Wednesday, July 13, 2016

A Chance Encounter

It was our anniversary and instead of out to eat at some romantic place, I was chasing after a lively 18 month old while her big sissy was doing a 45 minute dance camp.  Travis assured me he was going to leave work in time to get there about 15 minutes before it was over, plenty of time before they called the parents in to see what the kids had learned during that time.  I was getting exhausted from chasing Lyla around and getting a tad antsy for him to walk through the door.  Finally just a few minutes after 6 we saw his car whiz into a parking spot.  "FINALLY" my heart wanted to shout.  I was so ready to give him the big anniversary hug I had been waiting for and, if I'm being really honest, let him take over chasing duty for a few minutes.  But as he was starting to rush into the church, a man I had never seen before seemed to call over to him and there they stood in the middle of the parking lot talking.  After a few minutes I was starting to get a tad agitated. In just a little bit they would be asking for parents to head on in and see the literally 1 minute dance number they had been working on.  I texted him...asking what on earth he was doing.  He never checked his phone and he continued to talk to that man as his brow was in a serious state of mind.  I wondered out loud to the woman sitting in front of me what on earth they could possibly be talking about.  "I have no idea who he even is..."  And then I just heard the whisper into my heart: pray. pray for Trav to have the words.  After saying a short prayer, they both started walking into the building.  I looked into Trav's eyes expecting some sort of a clue but instead the gentleman stood in front of me asking if anyone from the church happened to be in there.  I told him no...that the dance company rented it from them but that we could certainly ask Jen when she was done if she went there and knew how to get a hold of someone.  And then as I stared into that man's eyes, they started to fill with tears as he said: "I just really need a lot of prayer right now.  Just a lot of prayer..."  My heart broke at the sight and sound.  Before I could even draw another breath, the woman I just happened to be standing next to said that her husband was going to be a pastor and he would certainly pray with him.   And pray they did, they were still huddled in a corner talking as we were leaving......

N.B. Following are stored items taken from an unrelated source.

//! Sysfs GPIO driver (`/sys/class/gpio`).
//!
//! Lines are exported on first use by writing their kernel id to `export`.
//! The AT91 kernels used on Acme boards name the exported directory after the
//! MCU line (`pioA23`) rather than `gpio55`.

use std::collections::HashSet;
use std::path::{Path, PathBuf};
use std::time::Duration;

use async_trait::async_trait;
use parking_lot::Mutex;
use tracing::debug;

use crate::access::{Direction, PinAccess};
use crate::board::{self, Board, KernelId, PinInfo};
use crate::error::{Error, Result};

/// Default sysfs GPIO root.
pub const DEFAULT_SYSFS_ROOT: &str = "/sys/class/gpio";

/// How long to wait for the kernel to create an exported line's directory.
const EXPORT_WAIT: Duration = Duration::from_millis(100);
const EXPORT_POLLS: u32 = 10;

/// Sysfs-backed [`PinAccess`].
pub struct SysfsPins {
    root: PathBuf,
    exported: Mutex<HashSet<KernelId>>,
}

impl SysfsPins {
    /// Creates a driver rooted at `root` (normally [`DEFAULT_SYSFS_ROOT`]).
    pub fn new(root: impl Into<PathBuf>) -> Self {
        Self {
            root: root.into(),
            exported: Mutex::new(HashSet::new()),
        }
    }

    fn line_dir(&self, id: KernelId) -> PathBuf {
        self.root.join(id.sysfs_dir())
    }

    async fn ensure_exported(&self, id: KernelId) -> Result<()> {
        if self.exported.lock().contains(&id) {
            return Ok(());
        }

        let dir = self.line_dir(id);
        if !line_present(&dir).await? {
            let export = self.root.join("export");
            tokio::fs::write(&export, id.to_string())
                .await
                .map_err(|e| Error::io(&export, e))?;
            debug!("exported gpio {} ({})", id, id.sysfs_dir());

            let mut polls = 0;
            while !line_present(&dir).await? {
                polls += 1;
                if polls > EXPORT_POLLS {
                    return Err(Error::Unavailable(format!(
                        "{} did not appear after export",
                        dir.display()
                    )));
                }
                tokio::time::sleep(EXPORT_WAIT).await;
            }
        }

        self.exported.lock().insert(id);
        Ok(())
    }
}

async fn line_present(dir: &Path) -> Result<bool> {
    tokio::fs::try_exists(dir)
        .await
        .map_err(|e| Error::io(dir, e))
}

impl Default for SysfsPins {
    fn default() -> Self {
        Self::new(DEFAULT_SYSFS_ROOT)
    }
}

#[async_trait]
impl PinAccess for SysfsPins {
    fn name(&self) -> &'static str {
        "sysfs"
    }

    async fn probe(&self) -> Result<()> {
        let export = self.root.join("export");
        match tokio::fs::metadata(&export).await {
            Ok(_) => Ok(()),
            Err(e) => Err(Error::Unavailable(format!("{}: {}", export.display(), e))),
        }
    }

    fn catalog(&self, board: Board) -> Result<Vec<PinInfo>> {
        board::catalog(board)
    }

    async fn set_direction(&self, id: KernelId, direction: Direction) -> Result<()> {
        self.ensure_exported(id).await?;
        let path = self.line_dir(id).join("direction");
        tokio::fs::write(&path, direction.as_str())
            .await
            .map_err(|e| Error::io(&path, e))
    }

    async fn read(&self, id: KernelId) -> Result<u8> {
        self.ensure_exported(id).await?;
        let path = self.line_dir(id).join("value");
        let raw = tokio::fs::read_to_string(&path)
            .await
            .map_err(|e| Error::io(&path, e))?;
        match raw.trim() {
            "0" => Ok(0),
            "1" => Ok(1),
            other => Err(Error::InvalidValue(other.to_string())),
        }
    }

    async fn write(&self, id: KernelId, value: u8) -> Result<()> {
        if value > 1 {
            return Err(Error::InvalidValue(value.to_string()));
        }
        self.ensure_exported(id).await?;
        let path = self.line_dir(id).join("value");
        tokio::fs::write(&path, value.to_string())
            .await
            .map_err(|e| Error::io(&path, e))
    }
}
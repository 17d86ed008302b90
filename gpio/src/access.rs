//! The pin access capability.

use std::fmt;

use async_trait::async_trait;

use crate::board::{Board, KernelId, PinInfo};
use crate::error::Result;

/// Direction of a GPIO line.
#[derive(Debug, Clone, Copy, PartialEq, Eq, Hash)]
pub enum Direction {
    Input,
    Output,
}

impl Direction {
    /// Returns the sysfs spelling of the direction.
    pub fn as_str(&self) -> &'static str {
        match self {
            Direction::Input => "in",
            Direction::Output => "out",
        }
    }
}

impl fmt::Display for Direction {
    fn fmt(&self, f: &mut fmt::Formatter<'_>) -> fmt::Result {
        f.write_str(self.as_str())
    }
}

/// Low-level access to the GPIO lines of a board.
///
/// Implementations are addressed by [`KernelId`]; the mapping from pin names
/// to kernel ids comes from [`PinAccess::catalog`]. Values are always `0` or
/// `1`.
#[async_trait]
pub trait PinAccess: Send + Sync {
    /// Short driver name for logs.
    fn name(&self) -> &'static str;

    /// Checks that the underlying interface is present and usable.
    async fn probe(&self) -> Result<()>;

    /// Returns the pins of `board` this driver can address, in catalog order.
    fn catalog(&self, board: Board) -> Result<Vec<PinInfo>>;

    /// Sets the direction of a line.
    async fn set_direction(&self, id: KernelId, direction: Direction) -> Result<()>;

    /// Reads the current level of a line.
    async fn read(&self, id: KernelId) -> Result<u8>;

    /// Drives a line to `value`.
    async fn write(&self, id: KernelId, value: u8) -> Result<()>;
}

Now this could just seem like a really sweet story at first.  Just a random occurrence.  A chance meeting with a stranger who went to a church to seek help.  But friends, it just isn't.  You see I went back and forth on if I should have even signed up for that dance camp.  We went on vacation this past weekend and I knew Maci would still be exhausted from all the lake fun we had.  And normally I would have just skipped over it but I didn't.  I felt like Maci needed to be there.  Travis had left in plenty of time to get there before 6, and yet he pulled into the parking lot 3 minutes after....the exact same time as that man did.  All the other parents were already inside.  No one else showed up after him.  I had been chasing Lyla all over that church and yet for those moments as they were outside, we stayed in one place.  And in that one place I could see that something was happening out there and felt the call to pray over them.  There were also plenty of other parents I could have been standing next to when they both walked in to talk to me.  And yet....I happened to be standing next to the wife of a pastor to be.  

For the past 24 hours now, this man (whose first name is Dan), has been on my mind and heart.  When I went to bed last night, he was there....when I woke up.....when we went on a walk....as we played in the park....at quiet time...at supper time....at bed time.  Friends I have been praying over this man I don't even know asking God to bless him.  Asking God to answer his prayers he so desperately needs prayer for.  Asking God to continue to place people in his path who are going to be willing to help him and pray over him.  And tonight as I was getting ready for bed, God reminded me how perfect His timing is.  How things that could easily be seen as a consequence, aren't.  How God cares about the littlest details.  How one simple encounter with someone could help them in a bigger way than we even realize or know.  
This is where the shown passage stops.